To Snack or Not to Snack


By: Cathy Mullooly

It is not uncommon to read an article about physical activity that advises you to eat a snack before you exercise. Sometimes the article also advises you to perform the exercise after a meal or to avoid activity while insulin is peaking.

Basically, these recommendations are made to help people avoid low blood-glucose levels brought on by physical activity. They are very easy to follow and offer a simple solution to the problem. But this advice is necessary only if you are at risk of having a low blood-glucose episode. Since it is often inconvenient for people to snack, the information in this article should help you determine what you need—or don’t need—to do about snacking.

The first thing to determine is whether or not you are at risk of going low. If you have diabetes, you control it using diet and exercise, using diabetes pills, using insulin or using a combination of diabetes pills and insulin. The risk of low blood glucose (hypoglycemia) varies, depending on which treatment strategy you follow.

Diet and Exercise

People who are using diet and exercise as their diabetes treatment plan usually are not at risk of having low blood-glucose problems when they engage in physical activity. Because lows are a direct side effect of certain diabetes medications, you aren’t risking the lows if you are not using the diabetes medications.

Unless you find yourself experiencing the symptoms of a low (see Table A), with a blood-glucose value of less than 70 mg/dl, you do not need to eat extra food for your activity sessions.

Diabetes Pills

People using oral diabetes medications as part of their treatment plan need to determine whether lows are a side effect of the specific pill(s) being taken.

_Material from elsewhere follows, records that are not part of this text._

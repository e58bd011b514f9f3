//! The Meta-Info record: a structured `{name, tags}` sidecar, serialized
//! as UTF-8 JSON.
//!
//! The source implementation this was distilled from treats this as an
//! untyped JSON blob and validates redefinitions by re-parsing and
//! comparing ad hoc. Here it is a proper struct with an explicit,
//! returned-`Result` merge operation instead.

use serde::{Deserialize, Serialize};
use std::collections::BTreeMap;
use tsdb_core::{Error, Result};

/// `{name, tags}`, mergeable but never destructively rewritten.
#[derive(Debug, Clone, Default, PartialEq, Serialize, Deserialize)]
pub struct MetaInfo {
    /// The metric's display name, if one has been set.
    pub name: Option<String>,
    /// Tag key/value pairs observed for this metric.
    pub tags: BTreeMap<String, String>,
}

impl MetaInfo {
    /// Encode as UTF-8 JSON.
    pub fn encode(&self) -> Vec<u8> {
        serde_json::to_vec(self).expect("MetaInfo always serializes")
    }

    /// Decode from UTF-8 JSON.
    pub fn decode(bytes: &[u8]) -> Result<Self> {
        serde_json::from_slice(bytes)
            .map_err(|e| Error::DecodeError(format!("meta-info: {}", e)))
    }

    /// Merge an incoming `(name, tags)` pair into this record.
    ///
    /// - Redefining an existing name to a different one is rejected.
    /// - Setting a name where none was recorded yet is allowed.
    /// - Redefining an existing tag's value is rejected; adding a new tag
    ///   key, or repeating an existing key with the same value, is fine.
    pub fn merge(&mut self, name: Option<&str>, tags: &BTreeMap<String, String>) -> Result<()> {
        if let Some(new_name) = name {
            match &self.name {
                Some(existing) if existing != new_name => {
                    return Err(Error::validation(format!(
                        "cannot rebind name from '{}' to '{}'",
                        existing, new_name
                    )));
                }
                _ => self.name = Some(new_name.to_string()),
            }
        }
        for (key, value) in tags {
            if let Some(existing) = self.tags.get(key) {
                if existing != value {
                    return Err(Error::validation(format!(
                        "cannot redefine tag '{}' from '{}' to '{}'",
                        key, existing, value
                    )));
                }
            } else {
                self.tags.insert(key.clone(), value.clone());
            }
        }
        Ok(())
    }

    /// Tag pairs sorted by key, the order the Descriptor key family
    /// requires.
    pub fn sorted_tag_pairs(&self) -> Vec<(String, String)> {
        self.tags.iter().map(|(k, v)| (k.clone(), v.clone())).collect()
    }
}

#[cfg(test)]
mod tests {
    use super::*;

    #[test]
    fn merge_allows_filling_in_absent_name() {
        let mut mi = MetaInfo::default();
        mi.merge(Some("cpu"), &BTreeMap::new()).unwrap();
        assert_eq!(mi.name.as_deref(), Some("cpu"));
    }

    #[test]
    fn merge_rejects_name_redefinition() {
        let mut mi = MetaInfo { name: Some("cpu".into()), tags: BTreeMap::new() };
        assert!(mi.merge(Some("mem"), &BTreeMap::new()).is_err());
    }

    #[test]
    fn merge_rejects_tag_value_redefinition() {
        let mut tags = BTreeMap::new();
        tags.insert("env".to_string(), "prod".to_string());
        let mut mi = MetaInfo { name: None, tags };
        let mut conflicting = BTreeMap::new();
        conflicting.insert("env".to_string(), "qa".to_string());
        assert!(mi.merge(None, &conflicting).is_err());
    }

    #[test]
    fn merge_allows_adding_new_tags() {
        let mut mi = MetaInfo::default();
        let mut tags = BTreeMap::new();
        tags.insert("role".to_string(), "web".to_string());
        mi.merge(None, &tags).unwrap();
        tags.insert("region".to_string(), "us".to_string());
        mi.merge(None, &tags).unwrap();
        assert_eq!(mi.tags.len(), 2);
    }

    #[test]
    fn roundtrip() {
        let mut tags = BTreeMap::new();
        tags.insert("role".to_string(), "web".to_string());
        let mi = MetaInfo { name: Some("cpu".into()), tags };
        let decoded = MetaInfo::decode(&mi.encode()).unwrap();
        assert_eq!(decoded, mi);
    }
}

Check Table B to find your pill. If you are taking only a medication listed in the “Not at Risk” group, your pill does not cause hypoglycemia, and lows should not happen during physical activity. Again, unless you experience the symptoms of a low, with a blood-glucose value of less than 70 mg/dl, you do not need to eat extra food for your activity.

However, if you are taking any of the pills listed in the “At Risk” group in Table B—whether alone or with another diabetes pill—you need to pay attention to your blood-glucose response to exercise. If your test result at the end of exercise is less than 80 mg/dl, you may need to snack on some additional carbohydrates when you are active. You might also want to time your exercise to occur one to two hours after a meal to avoid having to eat an extra snack. If it’s inconvenient for you to exercise at this time, a small snack before your activity (see Table C) should do the trick.

Remember, unless your blood glucose is falling below 80 mg/dl, you are not running the risk of a low. Hypoglycemia is generally considered to be a blood-glucose reading of less than 70 mg/dl on a meter calibrated to give plasma-equivalent readings (similar to laboratory values). If your blood glucose remains at 80 mg/dl or above, the good news is that you do not have to add extra snacking for your activity. (However, if all of your daily blood-glucose levels are lower, you might need to have your dose of medication lowered!)


If you use insulin, you first need to know how your specific insulin regimen works, even if you are using it in combination with diabetes pills. If you are unsure, talk to your healthcare provider to determine the best time for you to be active based on your insulin regimen.

Because you might be taking multiple injections and might even be using two to three different types of insulin, your regimen could make it impossible to avoid being active during the time an insulin is peaking. Either the timing is inconvenient for you, or you almost always have an insulin peaking. In such cases, you might want to decrease your insulin dose before your activity. This takes planning and further discussion with your healthcare provider to get the plan right, but it may be a better strategy if you do not want to eat extra food every time you exercise.

Regardless, if you use insulin, snacking will sometimes be necessary: if you are unable to adjust your insulin in advance; if you start with a blood-glucose level that places you at risk of going low; or if you’re going to exercise for longer than usual. In these cases, a snack is your best option. Table C can give you some ideas of what you can choose. You should eat the snack before you begin your exercise and then continue nibbling throughout the activity if needed.

Because of the risk of lows when you are on insulin therapy, your blood glucose should be over 100 mg/dl at the end of your activity. Finishing with a blood glucose above this level should greatly reduce your risk of having a hypoglycemic reaction during—or after—your activity. If your reading is always below 100 mg/dl and you are having frequent lows, you need to discuss your insulin or snacking strategy with your healthcare provider.

Many people feel that snacking erases the impact of their exercise effort. This does make sense if you are using snacking only to treat a reaction rather than as part of your normal meal plan. It’s easy to eat 500 calories to bring your blood-glucose level up—even if you burned off only 200 calories! To add to the frustration, this usually leads to weight gain instead of weight loss. But if you plan ahead and develop a strategy to prevent hypoglycemia, you should encounter fewer problems with your blood-glucose levels when you are active.